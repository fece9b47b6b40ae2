//! WAMP client session.
//!
//! A [`Session`] joins one realm over a [`Transport`] and multiplexes the
//! four client roles on top of it:
//!
//! * **caller**: [`Session::call`]
//! * **publisher**: [`Session::publish`], [`Session::publish_acknowledged`]
//! * **subscriber**: [`Session::subscribe`] → [`Subscription`]
//! * **callee**: [`Session::register`] → [`Registration`]
//!
//! Every request gets a fresh id and a pending entry; the router's reply is
//! correlated by that id and completes the returned future exactly once.
//!
//! Inbound traffic is processed by [`Session::run`], which must be driven on
//! a task of its own:
//!
//! ```ignore
//! let session = Session::new(SessionConfig::new("realm1"), Arc::new(WebSocketTransport::new(url)));
//! tokio::spawn({
//!     let session = session.clone();
//!     async move { session.run().await }
//! });
//! session.connect(false)?;
//! ```

mod dispatch;
mod state;

use std::fmt;
use std::sync::Arc;

use parking_lot::Mutex;
use serde_json::Value;
use tokio::sync::{mpsc, oneshot};
use tracing::debug;
use wamp_protocol::{Dict, Id, List, Message, Role, uri};
use wamp_runtime::{EventSink, Transport, TransportEvent};

pub use state::SessionStatus;
pub(crate) use state::SessionState;

use crate::config::SessionConfig;
use crate::delegate::SessionDelegate;
use crate::error::{Error, HandleKind, Result};
use crate::pending::{
	PendingCall, PendingPublish, PendingRegister, PendingSubscribe, PendingUnregister, PendingUnsubscribe, Reply,
};
use crate::registration::Registration;
use crate::subscription::Subscription;
use crate::types::{CallResult, Event, Invocation, InvocationError, Yield};

/// Handle to a WAMP session. Cheap to clone; clones share one session.
#[derive(Clone)]
pub struct Session {
	inner: Arc<SessionInner>,
}

pub(crate) struct SessionInner {
	config: SessionConfig,
	transport: Arc<dyn Transport>,
	delegate: Option<Arc<dyn SessionDelegate>>,
	state: Mutex<SessionState>,
	events_tx: EventSink,
	events_rx: tokio::sync::Mutex<mpsc::UnboundedReceiver<TransportEvent>>,
}

impl Session {
	pub fn new(config: SessionConfig, transport: Arc<dyn Transport>) -> Self {
		Self::build(config, transport, None)
	}

	pub fn with_delegate(
		config: SessionConfig,
		transport: Arc<dyn Transport>,
		delegate: Arc<dyn SessionDelegate>,
	) -> Self {
		Self::build(config, transport, Some(delegate))
	}

	fn build(config: SessionConfig, transport: Arc<dyn Transport>, delegate: Option<Arc<dyn SessionDelegate>>) -> Self {
		let (events_tx, events_rx) = mpsc::unbounded_channel();
		Self {
			inner: Arc::new(SessionInner {
				config,
				transport,
				delegate,
				state: Mutex::new(SessionState::new()),
				events_tx,
				events_rx: tokio::sync::Mutex::new(events_rx),
			}),
		}
	}

	pub(crate) fn from_inner(inner: Arc<SessionInner>) -> Self {
		Self { inner }
	}

	pub fn config(&self) -> &SessionConfig {
		&self.inner.config
	}

	/// Asks the transport to connect. HELLO goes out once the transport
	/// reports the link is up.
	///
	/// With `auto_reconnect`, a connection lost for any reason other than a
	/// local close or a router ABORT is re-established after the configured
	/// delay.
	///
	/// # Errors
	///
	/// [`Error::InvalidState`] unless the session is idle or closed, or the
	/// transport's own error if it refuses to start.
	pub fn connect(&self, auto_reconnect: bool) -> Result<()> {
		let mut state = self.inner.state.lock();
		match state.status {
			SessionStatus::Idle | SessionStatus::Closed => {}
			status => {
				return Err(Error::InvalidState {
					operation: "connect",
					status,
				});
			}
		}
		state.status = SessionStatus::Connecting;
		state.auto_reconnect = auto_reconnect;
		state.local_close = false;

		if let Err(e) = self.inner.transport.connect(self.inner.events_tx.clone()) {
			state.status = SessionStatus::Closed;
			return Err(e.into());
		}
		debug!(target = "wamp.session", realm = %self.inner.config.realm, auto_reconnect, "connecting");
		Ok(())
	}

	/// Leaves the realm with `wamp.close.close_realm`.
	pub fn disconnect(&self) -> Result<()> {
		self.disconnect_with_reason(uri::CLOSE_REALM)
	}

	/// Sends GOODBYE with `reason`. The session is closed once the router
	/// answers and the transport goes down.
	pub fn disconnect_with_reason(&self, reason: &str) -> Result<()> {
		let mut state = self.inner.state.lock();
		state.ensure_established()?;
		self.inner.send(
			&state,
			&Message::Goodbye {
				details: Dict::new(),
				reason: reason.to_string(),
			},
		)?;
		state.local_close = true;
		state.status = SessionStatus::Closing;
		debug!(target = "wamp.session", reason, "goodbye sent");
		Ok(())
	}

	pub fn is_connected(&self) -> bool {
		self.status() == SessionStatus::Established
	}

	pub fn status(&self) -> SessionStatus {
		self.inner.state.lock().status
	}

	/// Router-assigned session id, while established or closing.
	pub fn session_id(&self) -> Option<Id> {
		self.inner.state.lock().session_id
	}

	/// Roles the router announced in WELCOME.
	pub fn router_roles(&self) -> Vec<Role> {
		self.inner.state.lock().router_roles.clone()
	}

	/// Processes transport events until the connection ends for good.
	///
	/// Returns after a disconnect that is not followed by an automatic
	/// reconnect. Only one `run` makes progress at a time.
	pub async fn run(&self) {
		let mut events = self.inner.events_rx.lock().await;
		while let Some(event) = events.recv().await {
			if self.handle_event(event).await.is_break() {
				break;
			}
		}
		debug!(target = "wamp.session", "event loop finished");
	}

	/// Calls `procedure` and waits for its result.
	///
	/// # Errors
	///
	/// [`Error::Remote`] when the router or callee answered with ERROR,
	/// [`Error::SessionClosed`] when the connection went away first.
	pub async fn call(&self, procedure: &str, options: Dict, args: List, kwargs: Dict) -> Result<CallResult> {
		self.start_request(
			|request| Message::Call {
				request,
				options,
				procedure: procedure.to_string(),
				args,
				kwargs,
			},
			|state, request, reply| state.calls.insert(request, PendingCall { reply }),
		)?
		.wait()
		.await
	}

	/// Subscribes `handler` to `topic`.
	pub async fn subscribe<F>(&self, topic: &str, options: Dict, handler: F) -> Result<Subscription>
	where
		F: Fn(Event) + Send + Sync + 'static,
	{
		self.start_request(
			|request| Message::Subscribe {
				request,
				options,
				topic: topic.to_string(),
			},
			|state, request, reply| {
				state.subscribes.insert(
					request,
					PendingSubscribe {
						topic: topic.to_string(),
						handler: Arc::new(handler),
						reply,
					},
				)
			},
		)?
		.wait()
		.await
	}

	/// Publishes without asking the router for an acknowledgement.
	pub fn publish(&self, topic: &str, options: Dict, args: List, kwargs: Dict) -> Result<()> {
		let mut state = self.inner.state.lock();
		self.inner
			.begin_request(&mut state, |request| Message::Publish {
				request,
				options,
				topic: topic.to_string(),
				args,
				kwargs,
			})
			.map(|_| ())
	}

	/// Publishes with `acknowledge: true` and waits for PUBLISHED.
	pub async fn publish_acknowledged(&self, topic: &str, mut options: Dict, args: List, kwargs: Dict) -> Result<()> {
		options.insert("acknowledge".to_string(), Value::Bool(true));
		self.start_request(
			|request| Message::Publish {
				request,
				options,
				topic: topic.to_string(),
				args,
				kwargs,
			},
			|state, request, reply| state.publishes.insert(request, PendingPublish { reply }),
		)?
		.wait()
		.await
	}

	/// Registers `handler` as the implementation of `procedure`.
	pub async fn register<F>(&self, procedure: &str, options: Dict, handler: F) -> Result<Registration>
	where
		F: Fn(Invocation) -> std::result::Result<Yield, InvocationError> + Send + Sync + 'static,
	{
		self.start_request(
			|request| Message::Register {
				request,
				options,
				procedure: procedure.to_string(),
			},
			|state, request, reply| {
				state.registers.insert(
					request,
					PendingRegister {
						procedure: procedure.to_string(),
						handler: Arc::new(handler),
						reply,
					},
				)
			},
		)?
		.wait()
		.await
	}

	pub(crate) async fn unsubscribe(&self, subscription: Id) -> Result<()> {
		if !self.inner.state.lock().subscriptions.contains(subscription) {
			return Err(Error::HandleInactive {
				kind: HandleKind::Subscription,
				id: subscription,
			});
		}
		self.start_request(
			|request| Message::Unsubscribe { request, subscription },
			|state, request, reply| {
				state.unsubscribes.insert(
					request,
					PendingUnsubscribe {
						subscription,
						reply: Some(reply),
					},
				)
			},
		)?
		.wait()
		.await
	}

	pub(crate) async fn unregister(&self, registration: Id) -> Result<()> {
		if !self.inner.state.lock().registrations.contains(registration) {
			return Err(Error::HandleInactive {
				kind: HandleKind::Registration,
				id: registration,
			});
		}
		self.start_request(
			|request| Message::Unregister { request, registration },
			|state, request, reply| {
				state.unregisters.insert(
					request,
					PendingUnregister {
						registration,
						reply: Some(reply),
					},
				)
			},
		)?
		.wait()
		.await
	}

	/// Allocates a request id, sends the request and records its pending
	/// entry, all under one lock so the reply cannot overtake the entry.
	fn start_request<T>(
		&self,
		message: impl FnOnce(Id) -> Message,
		record: impl FnOnce(&mut SessionState, Id, Reply<T>),
	) -> Result<Awaiting<T>> {
		let mut state = self.inner.state.lock();
		let request = self.inner.begin_request(&mut state, message)?;

		let (tx, rx) = oneshot::channel();
		record(&mut state, request, tx);
		Ok(Awaiting { request, reply: rx })
	}
}

impl SessionInner {
	/// Allocates a request id and sends the request built for it. The caller
	/// records the pending entry before releasing `state`.
	fn begin_request(&self, state: &mut SessionState, message: impl FnOnce(Id) -> Message) -> Result<Id> {
		state.ensure_established()?;
		let request = state.next_request_id();
		self.send(state, &message(request))?;
		Ok(request)
	}

	/// Encodes and hands one message to the transport.
	fn send(&self, state: &SessionState, message: &Message) -> Result<()> {
		let frame = state.encode(message)?;
		debug!(target = "wamp.session", kind = %message.kind(), request = ?message.request_id(), "sending");
		self.transport.send(frame)?;
		Ok(())
	}
}

impl fmt::Debug for Session {
	fn fmt(&self, f: &mut fmt::Formatter<'_>) -> fmt::Result {
		let state = self.inner.state.lock();
		f.debug_struct("Session")
			.field("realm", &self.inner.config.realm)
			.field("status", &state.status)
			.field("session_id", &state.session_id)
			.field("outstanding", &state.outstanding())
			.field("subscriptions", &state.subscriptions.len())
			.field("registrations", &state.registrations.len())
			.finish()
	}
}

/// Receiving end of one outstanding request.
struct Awaiting<T> {
	request: Id,
	reply: oneshot::Receiver<Result<T>>,
}

impl<T> Awaiting<T> {
	/// Every pending entry is completed or rejected exactly once, so a dropped
	/// sender means the entry never made it into its table.
	async fn wait(self) -> Result<T> {
		let request = self.request;
		self.reply.await.map_err(|_| Error::RequestDiscarded(request))?
	}
}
____
• [ABOUT THIS TASK]
Set down exactly the lines above that run from the start of the listing to the line with "use std::fmt;". Leave out every later line.

• [RESPONSE AREA]
repository fece9b47b6b40ae2
//! WAMP client session.
//!
//! A [`Session`] joins one realm over a [`Transport`] and multiplexes the
//! four client roles on top of it:
//!
//! * **caller**: [`Session::call`]
//! * **publisher**: [`Session::publish`], [`Session::publish_acknowledged`]
//! * **subscriber**: [`Session::subscribe`] → [`Subscription`]
//! * **callee**: [`Session::register`] → [`Registration`]
//!
//! Every request gets a fresh id and a pending entry; the router's reply is
//! correlated by that id and completes the returned future exactly once.
//!
//! Inbound traffic is processed by [`Session::run`], which must be driven on
//! a task of its own:
//!
//! ```ignore
//! let session = Session::new(SessionConfig::new("realm1"), Arc::new(WebSocketTransport::new(url)));
//! tokio::spawn({
//!     let session = session.clone();
//!     async move { session.run().await }
//! });
//! session.connect(false)?;
//! ```

mod dispatch;
mod state;

use std::fmt;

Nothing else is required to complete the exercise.